*TASK REQUIREMENTS*.
Take the entries below and print, exactly, the stretch from the line containing "to build HTTP" through the line containing "let signer = credentials.map(|credentials|", both included.
***** GIVEN RECORDS
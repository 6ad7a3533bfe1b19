/*
[INPUT]:  Client configuration (base URL, timeouts, credentials, limits)
[OUTPUT]: Configured BYDFi REST client ready for API calls
[POS]:    HTTP layer - core client implementation
[UPDATE]: When adding connection options or changing client behavior
*/

use std::time::Duration;

use reqwest::Client;
use tracing::{info, warn};

use crate::auth::{Credentials, HmacSigner, ServerClock};
use crate::config::ClientConfig;
use crate::http::{endpoints, BydfiError, RateLimiter, RequestParams, RequestSigner, Result, RetryConfig};
use crate::types::ServerTime;

/// Main HTTP client for the BYDFi REST API.
///
/// Clones share the connection pool, rate budgets and clock offset.
#[derive(Debug, Clone)]
pub struct BydfiClient {
    pub(crate) http_client: Client,
    base_url: String,
    signer: Option<RequestSigner>,
    pub(crate) rate_limiter: RateLimiter,
    pub(crate) clock: ServerClock,
    pub(crate) retry: RetryConfig,
    pub(crate) timeout: Duration,
    recv_window: Option<u64>,
}

impl BydfiClient {
    /// Create a public-only client with default configuration
    pub fn new() -> Result<Self> {
        Self::with_config(ClientConfig::default())
    }

    /// Create a client from configuration.
    ///
    /// Fails with `Config` if only one half of the credentials is set, or
    /// if a timeout or rate limit is zero.
    pub fn with_config(config: ClientConfig) -> Result<Self> {
        config.validate()?;
        let credentials = config.credentials()?;
        let http_client = Client::builder()
            .timeout(config.timeout)
            .connect_timeout(config.connect_timeout)
            .build()
            .map_err(|err| BydfiError::Config(format!("failed to build HTTP client: {err}")))?;

        let base_url = config.base_url().trim_end_matches('/').to_string();
        url::Url::parse(&base_url)?;

        let signer = credentials.map(|credentials| {
            RequestSigner::new(HmacSigner::new(credentials)).with_recv_window(config.recv_window)
        });

        Ok(Self {
            http_client,
            base_url,
            signer,
            rate_limiter: RateLimiter::new(config.rate_limits, config.rate_limit_policy),
            clock: ServerClock::new(),
            retry: config.retry,
            timeout: config.timeout,
            recv_window: config.recv_window,
        })
    }

    /// Set or replace credentials for authenticated requests
    pub fn set_credentials(&mut self, credentials: Credentials) {
        self.signer =
            Some(RequestSigner::new(HmacSigner::new(credentials)).with_recv_window(self.recv_window));
    }

    pub fn has_credentials(&self) -> bool {
        self.signer.is_some()
    }

    pub fn api_key(&self) -> Option<&str> {
        self.signer.as_ref().map(RequestSigner::api_key)
    }

    pub fn base_url(&self) -> &str {
        &self.base_url
    }

    pub fn rate_limiter(&self) -> &RateLimiter {
        &self.rate_limiter
    }

    pub fn clock(&self) -> &ServerClock {
        &self.clock
    }

    pub(crate) fn signer(&self) -> Result<&RequestSigner> {
        self.signer.as_ref().ok_or_else(|| {
            BydfiError::Config("API key and secret required for authenticated endpoints".to_string())
        })
    }

    pub(crate) fn endpoint_url(&self, path: &str) -> String {
        format!("{}{}", self.base_url, path)
    }

    /// Sample the exchange clock and store the offset used for signing.
    ///
    /// The local bounds are taken around the wire round trip only, after the
    /// rate budget has been drawn. A failed sample is discarded and taken
    /// again, so a retry delay never widens the window. Returns the new
    /// offset in milliseconds.
    pub async fn sync_time(&self) -> Result<i64> {
        let endpoint = &endpoints::SERVER_TIME;
        let params = RequestParams::new();
        let mut backoff = self.retry.backoff();
        let mut attempt: u32 = 0;

        loop {
            self.rate_limiter.acquire(endpoint.category).await?;
            attempt += 1;

            let before = ServerClock::local_ms();
            let err = match self.send_once::<ServerTime>(endpoint, &params, None).await {
                Ok(server) => {
                    let after = ServerClock::local_ms();
                    let offset = self.clock.record_sample(before, server.server_time, after);
                    info!(offset_ms = offset, round_trip_ms = after - before, "synchronized with exchange clock");
                    return Ok(offset);
                }
                Err(err) => err,
            };

            if !err.is_retryable() || attempt > self.retry.max_retries {
                return Err(err);
            }
            let backoff_delay = backoff
                .next_delay()
                .unwrap_or(Duration::from_millis(self.retry.max_delay_ms));
            let delay = err.retry_delay().unwrap_or(backoff_delay);
            warn!(attempt, delay_ms = delay.as_millis() as u64, error = %err, "retrying clock sample");
            tokio::time::sleep(delay).await;
        }
    }
}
**********
*EXERCISE OUTPUT*.
            .map_err(|err| BydfiError::Config(format!("failed to build HTTP client: {err}")))?;

        let base_url = config.base_url().trim_end_matches('/').to_string();
        url::Url::parse(&base_url)?;

        let signer = credentials.map(|credentials| {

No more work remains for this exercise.